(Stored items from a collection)
· · · ·

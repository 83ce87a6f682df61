//! Stop command - Remove a fixture container.

use anyhow::Result;
use clap::Args;
use tracing::info;

use super::{DaemonArgs, FixtureArgs};

#[derive(Args)]
pub struct StopArgs {
    #[command(flatten)]
    fixture: FixtureArgs,

    /// Succeed when no container is running for the fixture
    #[arg(long)]
    ignore_missing: bool,
}

pub async fn execute(args: StopArgs, daemon: &DaemonArgs) -> Result<()> {
    let FixtureArgs { provider, fixture } = args.fixture;
    info!("Stopping state {}/{}", provider, fixture);

    let manager = daemon.connect().await?;
    match manager.stop(&provider, &fixture).await {
        Ok(()) => {
            println!("🗑️  Removed {}", manager.image_name(&provider, &fixture));
            Ok(())
        }
        Err(pit_state::StateError::ContainerNotFound { name }) if args.ignore_missing => {
            println!("   No container {} running", name);
            Ok(())
        }
        Err(e) => Err(e.into()),
    }
}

· · · ·

__WORK TO BE COMPLETED__
Note every line of the entries in which "info" appears, and copy it down.

__ANSWER AREA__
use tracing::info;
    info!("Stopping state {}/{}", provider, fixture);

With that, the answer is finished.